RECORDED DATA >>
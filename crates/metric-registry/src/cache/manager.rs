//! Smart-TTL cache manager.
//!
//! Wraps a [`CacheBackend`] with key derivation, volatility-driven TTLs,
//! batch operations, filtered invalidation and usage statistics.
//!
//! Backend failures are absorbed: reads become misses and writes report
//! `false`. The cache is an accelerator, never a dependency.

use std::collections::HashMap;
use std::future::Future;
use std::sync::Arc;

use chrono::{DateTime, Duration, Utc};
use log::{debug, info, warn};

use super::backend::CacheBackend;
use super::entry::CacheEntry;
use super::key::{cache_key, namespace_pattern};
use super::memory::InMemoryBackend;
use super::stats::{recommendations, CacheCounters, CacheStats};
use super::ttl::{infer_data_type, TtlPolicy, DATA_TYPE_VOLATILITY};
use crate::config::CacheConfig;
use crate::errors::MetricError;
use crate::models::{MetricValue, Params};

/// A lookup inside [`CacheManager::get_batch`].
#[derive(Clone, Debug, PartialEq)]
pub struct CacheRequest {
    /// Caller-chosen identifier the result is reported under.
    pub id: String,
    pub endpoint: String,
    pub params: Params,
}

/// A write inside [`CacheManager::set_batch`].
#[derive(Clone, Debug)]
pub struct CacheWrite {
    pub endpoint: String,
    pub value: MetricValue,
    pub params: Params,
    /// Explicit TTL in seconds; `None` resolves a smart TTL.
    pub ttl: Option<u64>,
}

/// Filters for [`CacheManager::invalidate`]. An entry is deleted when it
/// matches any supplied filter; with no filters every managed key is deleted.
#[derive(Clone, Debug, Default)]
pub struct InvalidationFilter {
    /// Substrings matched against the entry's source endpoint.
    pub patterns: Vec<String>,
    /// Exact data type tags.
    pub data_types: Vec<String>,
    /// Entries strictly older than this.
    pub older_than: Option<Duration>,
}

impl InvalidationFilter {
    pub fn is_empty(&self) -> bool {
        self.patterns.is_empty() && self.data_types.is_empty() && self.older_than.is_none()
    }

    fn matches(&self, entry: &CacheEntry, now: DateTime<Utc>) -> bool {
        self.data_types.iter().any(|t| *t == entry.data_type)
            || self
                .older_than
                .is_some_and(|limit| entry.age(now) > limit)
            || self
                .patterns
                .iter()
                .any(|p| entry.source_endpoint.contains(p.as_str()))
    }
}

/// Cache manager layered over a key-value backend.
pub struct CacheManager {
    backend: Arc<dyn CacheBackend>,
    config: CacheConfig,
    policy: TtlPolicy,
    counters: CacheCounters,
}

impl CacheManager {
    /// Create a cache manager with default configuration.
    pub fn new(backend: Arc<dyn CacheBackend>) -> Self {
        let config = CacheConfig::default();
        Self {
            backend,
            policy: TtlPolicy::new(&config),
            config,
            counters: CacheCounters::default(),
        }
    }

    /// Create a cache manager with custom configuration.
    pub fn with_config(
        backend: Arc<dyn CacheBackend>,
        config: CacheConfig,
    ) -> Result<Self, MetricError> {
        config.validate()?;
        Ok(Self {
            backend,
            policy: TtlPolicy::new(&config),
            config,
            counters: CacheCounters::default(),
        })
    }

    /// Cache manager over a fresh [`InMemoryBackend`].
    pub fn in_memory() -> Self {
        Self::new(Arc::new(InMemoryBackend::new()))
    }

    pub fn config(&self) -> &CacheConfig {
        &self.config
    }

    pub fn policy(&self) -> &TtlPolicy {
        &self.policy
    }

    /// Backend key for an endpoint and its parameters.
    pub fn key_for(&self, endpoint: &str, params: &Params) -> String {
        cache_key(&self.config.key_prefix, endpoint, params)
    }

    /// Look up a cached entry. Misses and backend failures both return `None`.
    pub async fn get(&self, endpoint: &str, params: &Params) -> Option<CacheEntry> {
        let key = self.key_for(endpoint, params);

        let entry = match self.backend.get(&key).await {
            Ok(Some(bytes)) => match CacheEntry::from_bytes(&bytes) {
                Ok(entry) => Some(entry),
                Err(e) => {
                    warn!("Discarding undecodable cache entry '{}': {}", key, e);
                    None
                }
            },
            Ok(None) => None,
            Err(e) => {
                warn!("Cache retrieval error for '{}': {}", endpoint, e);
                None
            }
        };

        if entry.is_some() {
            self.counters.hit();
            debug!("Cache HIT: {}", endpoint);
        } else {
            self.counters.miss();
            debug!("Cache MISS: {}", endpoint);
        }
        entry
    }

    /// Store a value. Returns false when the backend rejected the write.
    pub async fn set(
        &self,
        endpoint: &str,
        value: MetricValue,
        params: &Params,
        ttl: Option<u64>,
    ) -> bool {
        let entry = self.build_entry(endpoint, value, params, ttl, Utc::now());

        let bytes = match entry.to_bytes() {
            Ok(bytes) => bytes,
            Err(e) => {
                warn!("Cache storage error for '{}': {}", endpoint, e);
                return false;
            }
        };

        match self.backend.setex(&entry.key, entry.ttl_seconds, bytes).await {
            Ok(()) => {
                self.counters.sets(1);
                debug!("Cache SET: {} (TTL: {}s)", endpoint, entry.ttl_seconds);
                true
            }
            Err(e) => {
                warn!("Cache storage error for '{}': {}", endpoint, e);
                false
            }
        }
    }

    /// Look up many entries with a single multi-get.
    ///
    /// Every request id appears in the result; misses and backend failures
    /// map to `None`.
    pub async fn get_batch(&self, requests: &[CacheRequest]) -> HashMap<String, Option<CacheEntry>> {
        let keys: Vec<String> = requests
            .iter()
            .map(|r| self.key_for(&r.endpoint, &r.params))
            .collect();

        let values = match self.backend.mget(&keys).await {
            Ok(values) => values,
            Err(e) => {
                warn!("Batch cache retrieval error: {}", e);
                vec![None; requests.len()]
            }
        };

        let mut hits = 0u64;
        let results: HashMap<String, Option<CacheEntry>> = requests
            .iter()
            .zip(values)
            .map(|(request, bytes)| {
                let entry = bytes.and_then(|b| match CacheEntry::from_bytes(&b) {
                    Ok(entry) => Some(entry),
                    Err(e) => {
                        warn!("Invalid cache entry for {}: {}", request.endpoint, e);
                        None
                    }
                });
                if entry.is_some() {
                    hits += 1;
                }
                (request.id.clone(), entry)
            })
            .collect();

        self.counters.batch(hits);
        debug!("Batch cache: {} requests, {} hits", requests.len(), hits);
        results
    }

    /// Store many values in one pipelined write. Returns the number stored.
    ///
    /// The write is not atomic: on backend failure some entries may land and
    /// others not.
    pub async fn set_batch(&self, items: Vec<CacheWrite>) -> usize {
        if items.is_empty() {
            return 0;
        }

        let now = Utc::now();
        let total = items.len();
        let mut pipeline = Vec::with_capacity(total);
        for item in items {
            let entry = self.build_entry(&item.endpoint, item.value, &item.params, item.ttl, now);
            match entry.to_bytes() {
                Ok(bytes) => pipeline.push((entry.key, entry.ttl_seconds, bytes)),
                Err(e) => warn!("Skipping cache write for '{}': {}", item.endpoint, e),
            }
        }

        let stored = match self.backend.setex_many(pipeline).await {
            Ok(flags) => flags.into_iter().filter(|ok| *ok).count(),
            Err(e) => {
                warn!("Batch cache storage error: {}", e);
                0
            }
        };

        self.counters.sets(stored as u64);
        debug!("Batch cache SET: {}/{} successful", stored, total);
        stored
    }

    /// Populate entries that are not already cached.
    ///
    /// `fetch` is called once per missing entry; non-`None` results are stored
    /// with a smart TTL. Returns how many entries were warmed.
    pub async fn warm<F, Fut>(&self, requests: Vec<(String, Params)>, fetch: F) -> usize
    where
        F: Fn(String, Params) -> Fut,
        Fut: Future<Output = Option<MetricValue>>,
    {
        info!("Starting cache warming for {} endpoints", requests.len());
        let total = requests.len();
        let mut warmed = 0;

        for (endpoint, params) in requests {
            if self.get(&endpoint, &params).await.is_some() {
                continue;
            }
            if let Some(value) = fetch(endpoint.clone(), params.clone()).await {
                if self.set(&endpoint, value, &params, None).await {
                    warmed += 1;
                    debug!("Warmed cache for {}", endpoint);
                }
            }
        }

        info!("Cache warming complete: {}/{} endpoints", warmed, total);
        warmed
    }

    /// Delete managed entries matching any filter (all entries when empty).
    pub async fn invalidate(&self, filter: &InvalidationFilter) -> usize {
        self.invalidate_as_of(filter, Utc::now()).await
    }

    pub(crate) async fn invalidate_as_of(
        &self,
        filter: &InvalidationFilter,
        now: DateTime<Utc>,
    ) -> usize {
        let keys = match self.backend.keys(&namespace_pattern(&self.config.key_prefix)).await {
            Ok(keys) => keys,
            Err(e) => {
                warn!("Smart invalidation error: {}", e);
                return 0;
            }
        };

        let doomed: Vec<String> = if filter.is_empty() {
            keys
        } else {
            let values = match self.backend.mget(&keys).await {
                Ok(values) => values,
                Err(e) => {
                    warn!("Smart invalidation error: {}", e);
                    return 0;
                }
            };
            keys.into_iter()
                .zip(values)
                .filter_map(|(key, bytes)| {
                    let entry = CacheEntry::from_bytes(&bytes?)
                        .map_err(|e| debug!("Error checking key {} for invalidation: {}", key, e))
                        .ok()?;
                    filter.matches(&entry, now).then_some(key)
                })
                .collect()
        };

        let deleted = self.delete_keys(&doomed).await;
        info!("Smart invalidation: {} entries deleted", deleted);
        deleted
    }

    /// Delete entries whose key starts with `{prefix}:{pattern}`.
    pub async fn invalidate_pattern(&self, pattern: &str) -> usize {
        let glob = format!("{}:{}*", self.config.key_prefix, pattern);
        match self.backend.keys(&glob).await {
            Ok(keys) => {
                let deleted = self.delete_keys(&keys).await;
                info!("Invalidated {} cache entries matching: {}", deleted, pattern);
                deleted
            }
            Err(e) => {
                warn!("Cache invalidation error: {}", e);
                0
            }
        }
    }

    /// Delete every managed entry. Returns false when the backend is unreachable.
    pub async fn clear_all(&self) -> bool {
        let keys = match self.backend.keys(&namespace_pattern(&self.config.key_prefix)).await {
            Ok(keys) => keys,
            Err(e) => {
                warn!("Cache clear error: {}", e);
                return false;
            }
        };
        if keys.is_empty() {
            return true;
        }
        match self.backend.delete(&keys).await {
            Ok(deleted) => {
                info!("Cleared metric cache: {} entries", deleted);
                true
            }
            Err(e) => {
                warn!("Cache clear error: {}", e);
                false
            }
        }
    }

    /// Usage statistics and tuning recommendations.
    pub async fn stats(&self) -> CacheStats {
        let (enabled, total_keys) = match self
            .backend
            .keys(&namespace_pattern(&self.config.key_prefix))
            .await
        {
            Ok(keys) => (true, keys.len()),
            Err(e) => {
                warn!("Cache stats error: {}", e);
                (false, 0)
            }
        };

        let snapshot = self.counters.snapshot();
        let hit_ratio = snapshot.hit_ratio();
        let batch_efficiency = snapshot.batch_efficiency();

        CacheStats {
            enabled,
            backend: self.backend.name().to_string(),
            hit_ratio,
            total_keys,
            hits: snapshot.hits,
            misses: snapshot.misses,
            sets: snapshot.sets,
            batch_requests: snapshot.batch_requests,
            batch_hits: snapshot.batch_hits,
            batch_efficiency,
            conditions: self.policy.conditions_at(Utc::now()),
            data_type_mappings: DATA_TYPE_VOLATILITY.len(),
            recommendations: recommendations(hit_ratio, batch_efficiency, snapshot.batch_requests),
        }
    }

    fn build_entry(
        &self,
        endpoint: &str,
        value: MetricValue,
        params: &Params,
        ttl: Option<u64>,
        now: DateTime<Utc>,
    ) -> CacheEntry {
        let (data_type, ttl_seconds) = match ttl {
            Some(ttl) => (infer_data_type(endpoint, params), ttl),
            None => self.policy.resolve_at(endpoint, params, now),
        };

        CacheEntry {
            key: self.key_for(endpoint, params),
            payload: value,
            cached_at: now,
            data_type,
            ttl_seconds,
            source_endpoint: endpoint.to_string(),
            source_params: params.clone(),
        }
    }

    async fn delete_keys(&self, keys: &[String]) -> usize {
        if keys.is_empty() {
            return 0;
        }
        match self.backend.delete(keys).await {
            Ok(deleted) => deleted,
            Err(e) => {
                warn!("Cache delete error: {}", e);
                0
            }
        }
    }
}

YOUR TASK >>
Only the lines from the start of the material through the line containing "use std::sync::Arc;" should be repeated, and they should be repeated exactly.

SOLVED EXERCISE >>
filename crates/metric-registry/src/cache/manager.rs
//! Smart-TTL cache manager.
//!
//! Wraps a [`CacheBackend`] with key derivation, volatility-driven TTLs,
//! batch operations, filtered invalidation and usage statistics.
//!
//! Backend failures are absorbed: reads become misses and writes report
//! `false`. The cache is an accelerator, never a dependency.

use std::collections::HashMap;
use std::future::Future;
use std::sync::Arc;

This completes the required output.